O-GlcNAcylation blood levels are increased in response to stress induced by cardiopulmonary bypass
Abstract
Introduction
Cardiopulmonary bypass (CPB) is a common procedure to maintain body perfusion during cardiac surgery. It is associated with a systemic inflammatory response, hemostasis and circulatory dysfunction that can lead to organ dysfunction and seldomly to death. O-GlcNAcylation is a post-translational modification modulated in response to stress in different acute and chronic situations.
Objective
Decipher if blood O-GlcNAc levels are modified during CPB induced stress.
Method
Vingt adult patients with CPB time > 60 minutes were included. Blood samples were collected on EDTA at (i) anesthesia induction (Ind), (ii) aortic declamping (AD) and (iii) 5 hours post-declamping (AD + 5). Whole blood and plasma were recovered from samples. O-GlcNAc levels in blood were evaluated by western blot while plasmatic biological markers were measured on automatic laboratory analysis system to correlate O-GlcNAc level with systemic response to CPB. Demographics and One-Way ANOVA analysis were performed with RStudio.
Results
CPB induced an early increase of plasmatic inflammatory marker IL-6 (Ind: 5.7 ± 3.2, AD: 120.0 ± 26.5 pg/mL, P < 0.01) that was sustained after 5 hrs. Systemic stress was confirmed via an increase in Creatine Kinase (Ind: 95.2 ± 12.2, AD: 271.9 ± 41.1 U/L, P < 0.001) and Lactate Dehydrogenase (AD: 316.3 ± 32.2, AD + 5: 541.2 ± 64.3 U/L, P < 0.001) release. Heart and renal markers demonstrated a dysfunction with Troponin T (AD: 656 ± 148, AD + 5: 1899 ± 568 pg/mL, P < 0.05) and Creatinine (AD: 94.8 ± 6.6, AD + 5:106.0 ± 7.14 μM, P < 0.05) respectively.

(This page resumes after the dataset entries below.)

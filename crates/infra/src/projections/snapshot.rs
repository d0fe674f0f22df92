use chrono::{DateTime, Utc};
use serde::Serialize;

use nimbus_core::{CommandResult, DomainId, Snapshot, SnapshotId, VolumeId};

use crate::lookup::{Lookup, require};

#[derive(Debug, Clone, PartialEq, Eq, Serialize)]
pub struct SnapshotResponse {
    pub id: SnapshotId,
    #[serde(skip_serializing_if = "Option::is_none")]
    pub account: Option<String>,
    #[serde(rename = "domainid", skip_serializing_if = "Option::is_none")]
    pub domain_id: Option<DomainId>,
    #[serde(skip_serializing_if = "Option::is_none")]
    pub domain: Option<String>,
    #[serde(rename = "snapshottype")]
    pub snapshot_type: &'static str,
    #[serde(rename = "volumeid")]
    pub volume_id: VolumeId,
    #[serde(rename = "volumename")]
    pub volume_name: String,
    #[serde(rename = "volumetype")]
    pub volume_type: &'static str,
    pub created: DateTime<Utc>,
    pub name: String,
}

/// The owning account is optional; once it resolves, its domain must too.
/// The snapshot's volume is always required.
pub fn project_snapshot(
    snapshot: &Snapshot,
    lookup: &(impl Lookup + ?Sized),
) -> CommandResult<SnapshotResponse> {
    let (account, domain_id, domain) = match lookup.account(snapshot.account_id) {
        Some(account) => {
            let domain = require(lookup.domain(account.domain_id), account.domain_id)?;
            (Some(account.account_name), Some(domain.id), Some(domain.name))
        }
        None => (None, None, None),
    };
    let volume = require(lookup.volume(snapshot.volume_id), snapshot.volume_id)?;

    Ok(SnapshotResponse {
        id: snapshot.id,
        account,
        domain_id,
        domain,
        snapshot_type: snapshot.snapshot_type.as_str(),
        volume_id: volume.id,
        volume_name: volume.name,
        volume_type: volume.volume_type.as_str(),
        created: snapshot.created,
        name: snapshot.name.clone(),
    })
}
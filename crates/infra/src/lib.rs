//! Infrastructure layer: lookups, backend dispatch, projection, config and
//! the command pipeline.

pub mod backend;
pub mod command_dispatcher;
pub mod config;
pub mod lookup;
pub mod projections;

pub use backend::{Backend, BackendError, RawResult};
pub use command_dispatcher::CommandDispatcher;
pub use config::{ConfigError, EngineConfig};
pub use lookup::{InMemoryLookup, Lookup, OwnerResolver};
pub use projections::{Response, ResponseBody};
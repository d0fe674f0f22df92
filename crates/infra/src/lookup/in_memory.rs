use std::collections::{HashMap, HashSet};
use std::hash::Hash;
use std::sync::RwLock;

use nimbus_core::{
    Account, AccountId, Cluster, ClusterId, Domain, DomainId, Entity, GuestOsCategory, Host,
    HostId, HostStats, Pod, PodId, PortForwardingService, PortForwardingServiceId,
    ServiceOffering, ServiceOfferingId, VmId, VmInstance, Volume, VolumeId, Zone, ZoneId,
};

use super::Lookup;

const BYTES_PER_MB: u64 = 1024 * 1024;

/// One keyed table. A poisoned lock reads as empty and drops writes.
#[derive(Debug)]
struct Table<K, V>(RwLock<HashMap<K, V>>);

impl<K, V> Default for Table<K, V> {
    fn default() -> Self {
        Self(RwLock::new(HashMap::new()))
    }
}

impl<K: Eq + Hash, V: Clone> Table<K, V> {
    fn get(&self, key: &K) -> Option<V> {
        self.0.read().ok()?.get(key).cloned()
    }

    fn put(&self, key: K, value: V) {
        if let Ok(mut rows) = self.0.write() {
            rows.insert(key, value);
        }
    }

    fn filter(&self, keep: impl Fn(&V) -> bool) -> Vec<V> {
        match self.0.read() {
            Ok(rows) => rows.values().filter(|v| keep(v)).cloned().collect(),
            Err(_) => vec![],
        }
    }
}

/// In-memory [`Lookup`] for tests/dev.
#[derive(Debug, Default)]
pub struct InMemoryLookup {
    accounts: Table<AccountId, Account>,
    domains: Table<DomainId, Domain>,
    zones: Table<ZoneId, Zone>,
    pods: Table<PodId, Pod>,
    clusters: Table<ClusterId, Cluster>,
    offerings: Table<ServiceOfferingId, ServiceOffering>,
    volumes: Table<VolumeId, Volume>,
    port_forwarding_services: Table<PortForwardingServiceId, PortForwardingService>,
    instances: Table<VmId, VmInstance>,
    guest_os: Table<HostId, GuestOsCategory>,
    stats: Table<HostId, HostStats>,
    local_storage: RwLock<HashSet<HostId>>,
}

impl InMemoryLookup {
    pub fn new() -> Self {
        Self::default()
    }

    pub fn put_account(&self, account: Account) {
        self.accounts.put(*account.id(), account);
    }

    pub fn put_domain(&self, domain: Domain) {
        self.domains.put(*domain.id(), domain);
    }

    pub fn put_zone(&self, zone: Zone) {
        self.zones.put(*zone.id(), zone);
    }

    pub fn put_pod(&self, pod: Pod) {
        self.pods.put(*pod.id(), pod);
    }

    pub fn put_cluster(&self, cluster: Cluster) {
        self.clusters.put(*cluster.id(), cluster);
    }

    pub fn put_service_offering(&self, offering: ServiceOffering) {
        self.offerings.put(*offering.id(), offering);
    }

    pub fn put_volume(&self, volume: Volume) {
        self.volumes.put(*volume.id(), volume);
    }

    pub fn put_port_forwarding_service(&self, service: PortForwardingService) {
        self.port_forwarding_services.put(*service.id(), service);
    }

    pub fn put_instance(&self, instance: VmInstance) {
        self.instances.put(*instance.id(), instance);
    }

    pub fn put_guest_os_category(&self, host: HostId, category: GuestOsCategory) {
        self.guest_os.put(host, category);
    }

    pub fn put_host_stats(&self, host: HostId, stats: HostStats) {
        self.stats.put(host, stats);
    }

    pub fn mark_local_storage_active(&self, host: HostId) {
        if let Ok(mut set) = self.local_storage.write() {
            set.insert(host);
        }
    }
}

impl Lookup for InMemoryLookup {
    fn account(&self, id: AccountId) -> Option<Account> {
        self.accounts.get(&id)
    }

    fn domain(&self, id: DomainId) -> Option<Domain> {
        self.domains.get(&id)
    }

    fn zone(&self, id: ZoneId) -> Option<Zone> {
        self.zones.get(&id)
    }

    fn pod(&self, id: PodId) -> Option<Pod> {
        self.pods.get(&id)
    }

    fn cluster(&self, id: ClusterId) -> Option<Cluster> {
        self.clusters.get(&id)
    }

    fn service_offering(&self, id: ServiceOfferingId) -> Option<ServiceOffering> {
        self.offerings.get(&id)
    }

    fn volume(&self, id: VolumeId) -> Option<Volume> {
        self.volumes.get(&id)
    }

    fn port_forwarding_service(
        &self,
        id: PortForwardingServiceId,
    ) -> Option<PortForwardingService> {
        self.port_forwarding_services.get(&id)
    }

    fn guest_os_category_for_host(&self, host: HostId) -> Option<GuestOsCategory> {
        self.guest_os.get(&host)
    }

    fn host_stats(&self, host: HostId) -> Option<HostStats> {
        self.stats.get(&host)
    }

    fn instances_on_host(&self, host: HostId) -> Vec<VmInstance> {
        let mut found = self.instances.filter(|vm| vm.host_id == Some(host));
        found.sort_by_key(|vm| vm.id);
        found
    }

    fn memory_allocated_on_host(&self, host: HostId) -> u64 {
        self.instances_on_host(host)
            .iter()
            .filter_map(|vm| self.offerings.get(&vm.service_offering_id))
            .map(|o| o.ram_size.saturating_mul(BYTES_PER_MB))
            .fold(0u64, u64::saturating_add)
    }

    fn local_storage_active(&self, host: &Host) -> bool {
        self.local_storage
            .read()
            .map(|set| set.contains(&host.id))
            .unwrap_or(false)
    }
}
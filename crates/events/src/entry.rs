use chrono::{DateTime, Utc};
use serde::{Deserialize, Serialize};
use uuid::Uuid;

use nimbus_core::AccountId;

/// What an asynchronous command is about to attempt, independent of outcome.
#[derive(Debug, Clone, PartialEq, Eq, Hash, Serialize)]
pub struct EventClass {
    pub event_type: &'static str,
    pub description: String,
}

/// Lifecycle position of an audit entry.
#[derive(Debug, Clone, Copy, PartialEq, Eq, Serialize, Deserialize)]
#[serde(rename_all = "lowercase")]
pub enum AuditState {
    /// Recorded before the backend operation runs.
    Started,
    Completed,
    /// The request was rejected or the operation failed.
    Failed,
}

#[derive(Debug, Clone, Copy, PartialEq, Eq, Serialize, Deserialize)]
#[serde(rename_all = "UPPERCASE")]
pub enum AuditLevel {
    Info,
    Error,
}

/// One row in the job-audit ledger.
///
/// Notes:
/// - `account_id` is resolved before dispatch; unresolvable references are
///   attributed to [`AccountId::SYSTEM`].
/// - `correlation_id` ties the `Started` entry to its terminal entry.
#[derive(Debug, Clone, PartialEq, Eq, Serialize, Deserialize)]
pub struct AuditEntry {
    entry_id: Uuid,
    correlation_id: Uuid,
    command: String,
    account_id: AccountId,
    event_type: String,
    description: String,
    state: AuditState,
    level: AuditLevel,
    detail: Option<String>,
    occurred_at: DateTime<Utc>,
}

impl AuditEntry {
    pub fn started(
        correlation_id: Uuid,
        command: impl Into<String>,
        account_id: AccountId,
        class: &EventClass,
        occurred_at: DateTime<Utc>,
    ) -> Self {
        Self::build(
            correlation_id,
            command.into(),
            account_id,
            class,
            AuditState::Started,
            None,
            occurred_at,
        )
    }

    pub fn completed(
        correlation_id: Uuid,
        command: impl Into<String>,
        account_id: AccountId,
        class: &EventClass,
        occurred_at: DateTime<Utc>,
    ) -> Self {
        Self::build(
            correlation_id,
            command.into(),
            account_id,
            class,
            AuditState::Completed,
            None,
            occurred_at,
        )
    }

    pub fn failed(
        correlation_id: Uuid,
        command: impl Into<String>,
        account_id: AccountId,
        class: &EventClass,
        reason: impl Into<String>,
        occurred_at: DateTime<Utc>,
    ) -> Self {
        Self::build(
            correlation_id,
            command.into(),
            account_id,
            class,
            AuditState::Failed,
            Some(reason.into()),
            occurred_at,
        )
    }

    fn build(
        correlation_id: Uuid,
        command: String,
        account_id: AccountId,
        class: &EventClass,
        state: AuditState,
        detail: Option<String>,
        occurred_at: DateTime<Utc>,
    ) -> Self {
        let level = match state {
            AuditState::Failed => AuditLevel::Error,
            AuditState::Started | AuditState::Completed => AuditLevel::Info,
        };
        Self {
            entry_id: Uuid::now_v7(),
            correlation_id,
            command,
            account_id,
            event_type: class.event_type.to_string(),
            description: class.description.clone(),
            state,
            level,
            detail,
            occurred_at,
        }
    }

    pub fn entry_id(&self) -> Uuid {
        self.entry_id
    }

    pub fn correlation_id(&self) -> Uuid {
        self.correlation_id
    }

    pub fn command(&self) -> &str {
        &self.command
    }

    pub fn account_id(&self) -> AccountId {
        self.account_id
    }

    pub fn event_type(&self) -> &str {
        &self.event_type
    }

    pub fn description(&self) -> &str {
        &self.description
    }

    pub fn state(&self) -> AuditState {
        self.state
    }

    pub fn level(&self) -> AuditLevel {
        self.level
    }

    pub fn detail(&self) -> Option<&str> {
        self.detail.as_deref()
    }

    pub fn occurred_at(&self) -> DateTime<Utc> {
        self.occurred_at
    }
}
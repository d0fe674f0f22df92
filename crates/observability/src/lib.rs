//! Process-wide tracing setup for the command layer.

/// Initialize JSON logging filtered by `RUST_LOG` (default `info`).
///
/// Safe to call multiple times; subsequent calls are no-ops.
pub fn init() {
    tracing::init("info");
}

/// Initialize human-readable logging captured by the test harness.
pub fn init_for_tests() {
    tracing::init_for_tests("debug");
}

/// Tracing configuration (filters, layers).
pub mod tracing;
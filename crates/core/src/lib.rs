//! `nimbus-core`: shared building blocks for the command layer.
//!
//! Identifiers, the command error taxonomy and the raw entities backends hand
//! back. No IO lives here.

pub mod entity;
pub mod error;
pub mod host;
pub mod id;

pub use entity::{
    Account, Cluster, Domain, Entity, GuestOsCategory, Owned, Pod, PortForwardingService,
    ServiceOffering, Snapshot, SnapshotType, VmInstance, Volume, VolumeType, Zone,
};
pub use error::{CommandError, CommandResult};
pub use host::{Host, HostEvent, HostStats, HostStatus, HostType};
pub use id::{
    AccountId, ClusterId, DomainId, GuestOsCategoryId, HostId, ManagementServerId, PodId,
    PortForwardingServiceId, ServiceOfferingId, SnapshotId, VmId, VolumeId, ZoneId,
};
#[cfg(test)]
mod tests {
    use super::*;
    use crate::lookup::InMemoryLookup;
    use chrono::TimeZone;
    use nimbus_core::{
        AccountId, Cluster, CommandError, GuestOsCategory, HostStats, HostStatus, Pod,
        ServiceOffering, ServiceOfferingId, VmId, VmInstance, Zone,
    };

    fn host(host_type: HostType) -> Host {
        Host {
            id: HostId::new(1),
            name: "h1".into(),
            host_type,
            status: HostStatus::Up,
            zone_id: ZoneId::new(5),
            pod_id: Some(PodId::new(6)),
            cluster_id: None,
            hypervisor: Some("KVM".into()),
            capabilities: None,
            private_ip_address: Some("10.0.0.1".into()),
            version: Some("2.2".into()),
            cpus: 4,
            speed: 2000,
            total_memory: Some(8 * 1024 * 1024 * 1024),
            total_size: Some(500 * 1024 * 1024 * 1024),
            management_server_id: None,
            created: Utc.with_ymd_and_hms(2024, 1, 2, 3, 4, 5).unwrap(),
            removed: None,
            disconnected_on: None,
            last_pinged: None,
        }
    }

    fn lookup() -> InMemoryLookup {
        let lookup = InMemoryLookup::new();
        lookup.put_zone(Zone {
            id: ZoneId::new(5),
            name: "zone-a".into(),
        });
        lookup.put_pod(Pod {
            id: PodId::new(6),
            name: "pod-a".into(),
            zone_id: ZoneId::new(5),
        });
        lookup.put_service_offering(ServiceOffering {
            id: ServiceOfferingId::new(1),
            name: "small".into(),
            cpu: 2,
            speed: 1000,
            ram_size: 1024,
        });
        lookup.put_instance(VmInstance {
            id: VmId::new(100),
            name: "i-100".into(),
            account_id: AccountId::new(2),
            host_id: Some(HostId::new(1)),
            service_offering_id: ServiceOfferingId::new(1),
        });
        lookup
    }

    #[test]
    fn compute_host_reports_allocated_cpu_and_memory() {
        let response = project_host(&host(HostType::Routing), &lookup()).unwrap();
        assert_eq!(response.cpu_allocated, "25%");
        assert_eq!(response.zone_name, "zone-a");
        assert_eq!(response.pod_name.as_deref(), Some("pod-a"));
        assert_eq!(response.memory_total, Some(8 * 1024 * 1024 * 1024));
        assert_eq!(response.memory_allocated, Some(1024 * 1024 * 1024));
        assert_eq!(response.memory_used, Some(1024 * 1024 * 1024));
        assert_eq!(response.disk_size_total, None);
        assert_eq!(response.disk_size_allocated, None);
    }

    #[test]
    fn unrecorded_totals_stay_absent() {
        let mut routing = host(HostType::Routing);
        routing.total_memory = None;
        let json = serde_json::to_value(project_host(&routing, &lookup()).unwrap()).unwrap();
        assert!(json.get("memorytotal").is_none());
        assert_eq!(json["memoryallocated"], 1024u64 * 1024 * 1024);
        assert_eq!(json["memoryused"], 1024u64 * 1024 * 1024);

        let mut storage = host(HostType::Storage);
        storage.total_size = None;
        let json = serde_json::to_value(project_host(&storage, &lookup()).unwrap()).unwrap();
        assert!(json.get("disksizetotal").is_none());
        assert_eq!(json["disksizeallocated"], 0);
    }

    #[test]
    fn local_storage_flag_follows_lookup() {
        let lookup = lookup();
        let before = project_host(&host(HostType::Routing), &lookup).unwrap();
        assert!(!before.local_storage_active);

        lookup.mark_local_storage_active(HostId::new(1));
        let after = project_host(&host(HostType::Routing), &lookup).unwrap();
        assert!(after.local_storage_active);
        let json = serde_json::to_value(&after).unwrap();
        assert_eq!(json["localstorageactive"], true);
    }

    #[test]
    fn host_lists_keep_input_order() {
        let hosts: Vec<Host> = [3, 1, 2]
            .into_iter()
            .map(|id| Host {
                id: HostId::new(id),
                name: format!("h{id}"),
                ..host(HostType::Routing)
            })
            .collect();
        let ids: Vec<HostId> = project_hosts(&hosts, &lookup())
            .unwrap()
            .iter()
            .map(|r| r.id)
            .collect();
        assert_eq!(ids, vec![HostId::new(3), HostId::new(1), HostId::new(2)]);
    }

    #[test]
    fn one_failing_host_aborts_the_list() {
        let good = host(HostType::Routing);
        let bad = Host {
            id: HostId::new(2),
            zone_id: ZoneId::new(99),
            ..host(HostType::Routing)
        };
        let third = Host {
            id: HostId::new(3),
            ..host(HostType::Routing)
        };
        let err = project_hosts(&[good, bad, third], &lookup()).unwrap_err();
        assert_eq!(err, CommandError::enrichment("zone", ZoneId::new(99)));
    }

    #[test]
    fn storage_host_reports_disk_fields_only() {
        let response = project_host(&host(HostType::Storage), &lookup()).unwrap();
        let json = serde_json::to_value(&response).unwrap();
        assert_eq!(json["disksizetotal"], 500u64 * 1024 * 1024 * 1024);
        assert_eq!(json["disksizeallocated"], 0);
        assert!(json.get("memorytotal").is_none());
        assert!(json.get("memoryallocated").is_none());
        assert!(json.get("memoryused").is_none());
    }

    #[test]
    fn other_host_types_report_neither_group() {
        let response = project_host(&host(HostType::ConsoleProxy), &lookup()).unwrap();
        let json = serde_json::to_value(&response).unwrap();
        assert!(json.get("memorytotal").is_none());
        assert!(json.get("disksizetotal").is_none());
    }

    #[test]
    fn zero_capacity_host_is_unavailable() {
        let mut h = host(HostType::Routing);
        h.cpus = 0;
        let response = project_host(&h, &lookup()).unwrap();
        assert_eq!(response.cpu_allocated, percent::UNAVAILABLE);
    }

    #[test]
    fn events_join_in_declared_order() {
        assert_eq!(
            join_events(&[HostEvent::StartAgentRebalance, HostEvent::ManagementServerDown])
                .as_deref(),
            Some("StartAgentRebalance; ManagementServerDown")
        );
        assert_eq!(join_events(&[]), None);
    }

    #[test]
    fn removed_host_has_no_events_field() {
        let mut h = host(HostType::Routing);
        h.status = HostStatus::Removed;
        let json = serde_json::to_value(project_host(&h, &lookup()).unwrap()).unwrap();
        assert!(json.get("events").is_none());
    }

    #[test]
    fn live_stats_are_optional() {
        let lookup = lookup();
        let without = project_host(&host(HostType::Routing), &lookup).unwrap();
        assert_eq!(without.cpu_used, None);
        assert_eq!(without.average_load, None);

        lookup.put_host_stats(
            HostId::new(1),
            HostStats {
                cpu_utilization: 37.456,
                average_load: 2.9,
                network_read_kbs: 10.5,
                network_write_kbs: 3.0,
            },
        );
        let with = project_host(&host(HostType::Routing), &lookup).unwrap();
        assert_eq!(with.cpu_used.as_deref(), Some("37.46%"));
        assert_eq!(with.average_load, Some(2));
        assert_eq!(with.network_kbs_read, Some(10));
    }

    #[test]
    fn optional_enrichment_is_skipped_when_absent() {
        let lookup = lookup();
        let json = serde_json::to_value(project_host(&host(HostType::Routing), &lookup).unwrap())
            .unwrap();
        assert!(json.get("oscategoryid").is_none());

        lookup.put_guest_os_category(
            HostId::new(1),
            GuestOsCategory {
                id: GuestOsCategoryId::new(3),
                name: "Linux".into(),
            },
        );
        let response = project_host(&host(HostType::Routing), &lookup).unwrap();
        assert_eq!(response.os_category_name.as_deref(), Some("Linux"));
    }

    #[test]
    fn unresolved_zone_is_an_enrichment_error() {
        let mut h = host(HostType::Routing);
        h.zone_id = ZoneId::new(99);
        let err = project_host(&h, &lookup()).unwrap_err();
        assert_eq!(err, CommandError::enrichment("zone", ZoneId::new(99)));
    }

    #[test]
    fn unresolved_cluster_is_an_enrichment_error() {
        let mut h = host(HostType::Routing);
        h.cluster_id = Some(ClusterId::new(8));
        let err = project_host(&h, &lookup()).unwrap_err();
        assert_eq!(err, CommandError::enrichment("cluster", ClusterId::new(8)));

        let lookup = lookup();
        lookup.put_cluster(Cluster {
            id: ClusterId::new(8),
            name: "c-8".into(),
            pod_id: PodId::new(6),
        });
        let response = project_host(&h, &lookup).unwrap();
        assert_eq!(response.cluster_name.as_deref(), Some("c-8"));
    }

    #[test]
    fn instance_with_unknown_offering_is_an_enrichment_error() {
        let lookup = lookup();
        lookup.put_instance(VmInstance {
            id: VmId::new(101),
            name: "i-101".into(),
            account_id: AccountId::new(2),
            host_id: Some(HostId::new(1)),
            service_offering_id: ServiceOfferingId::new(42),
        });
        let err = project_host(&host(HostType::Routing), &lookup).unwrap_err();
        assert_eq!(
            err,
            CommandError::enrichment("service offering", ServiceOfferingId::new(42))
        );
    }
}
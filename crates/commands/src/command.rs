use nimbus_auth::{CommandAuthorization, Permission};
use nimbus_core::{CommandError, CommandResult};

use crate::audit::{AsyncCommand, AuditRule};
use crate::binding::{BoundParams, bind};
use crate::param::{ParamDescriptor, RawParams};

/// Backend subsystem that owns an operation.
#[derive(Debug, Clone, Copy, PartialEq, Eq, Hash)]
pub enum Manager {
    /// Host discovery and agent connections.
    AgentManager,
    SnapshotManager,
    /// Catch-all management server facade (network services among others).
    ManagementServer,
}

impl Manager {
    pub fn as_str(&self) -> &'static str {
        match self {
            Manager::AgentManager => "AgentManager",
            Manager::SnapshotManager => "SnapshotManager",
            Manager::ManagementServer => "ManagementServer",
        }
    }
}

impl core::fmt::Display for Manager {
    fn fmt(&self, f: &mut core::fmt::Formatter<'_>) -> core::fmt::Result {
        f.write_str(self.as_str())
    }
}

/// The backend operation a command resolves to.
#[derive(Debug, Clone, Copy, PartialEq, Eq, Hash)]
pub struct Operation {
    pub manager: Manager,
    pub method: &'static str,
}

/// Shape of the result a command's backend operation returns, and therefore
/// which projection renders it.
#[derive(Debug, Clone, Copy, PartialEq, Eq, Hash)]
pub enum ResultShape {
    /// A list of hosts, rendered under the `host` object name.
    HostList,
    Snapshot,
    /// A bare success flag.
    Success,
}

/// Declarative description of one API command.
///
/// Specs are `static` items; the catalogue only hands out `&'static` refs.
#[derive(Debug)]
pub struct CommandSpec {
    /// API name, e.g. `addHost`.
    pub name: &'static str,
    /// Top-level response key, e.g. `addhostresponse`.
    pub response_name: &'static str,
    pub description: &'static str,
    pub operation: Operation,
    pub params: &'static [ParamDescriptor],
    pub result: ResultShape,
    /// Message surfaced when the backend reports failure by returning nothing.
    pub failure_message: &'static str,
    pub permission: Permission,
    /// Present for asynchronous commands.
    pub audit: Option<AuditRule>,
}

impl CommandSpec {
    pub fn is_async(&self) -> bool {
        self.audit.is_some()
    }

    pub fn param(&self, name: &str) -> Option<&ParamDescriptor> {
        self.params.iter().find(|p| p.name == name)
    }

    /// First parameter name declared more than once, if any.
    pub fn duplicate_parameter(&self) -> Option<&'static str> {
        self.params.iter().enumerate().find_map(|(i, p)| {
            self.params[..i]
                .iter()
                .any(|earlier| earlier.name == p.name)
                .then_some(p.name)
        })
    }

    /// Bind a request against this spec.
    pub fn bind(&'static self, raw: &RawParams) -> CommandResult<Command> {
        let params = bind(raw, self.params)?;
        Ok(Command { spec: self, params })
    }
}

impl CommandAuthorization for CommandSpec {
    fn command_name(&self) -> &str {
        self.name
    }

    fn required_permission(&self) -> &Permission {
        &self.permission
    }
}

/// One bound request. Created per request, executed once, then dropped.
#[derive(Debug, Clone)]
pub struct Command {
    spec: &'static CommandSpec,
    params: BoundParams,
}

impl Command {
    pub fn spec(&self) -> &'static CommandSpec {
        self.spec
    }

    pub fn name(&self) -> &'static str {
        self.spec.name
    }

    pub fn response_name(&self) -> &'static str {
        self.spec.response_name
    }

    pub fn operation(&self) -> Operation {
        self.spec.operation
    }

    pub fn params(&self) -> &BoundParams {
        &self.params
    }

    /// The asynchronous view of this command, when it has one.
    pub fn as_async(&self) -> Option<AsyncCommand<'_>> {
        self.spec
            .audit
            .as_ref()
            .map(|rule| AsyncCommand::new(self, rule))
    }

    /// Failure for a backend that returned no result.
    pub fn failure(&self) -> CommandError {
        CommandError::operation_failed(self.spec.failure_message)
    }
}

CPB induced a significant 20% increase in O-GlcNAc levels (P < 0.01).
Conclusion
In this preliminary study, we highlighted that the inflammation and tissue stress consecutive to CPB are associated with an increase in blood O-GlcNAc levels 5 hours after CPB. Inclusion of more patients and correlations between O-GlcNAc level variation and demographics and/or patients’ outcome might reveal a new biomarker of risk after CPB.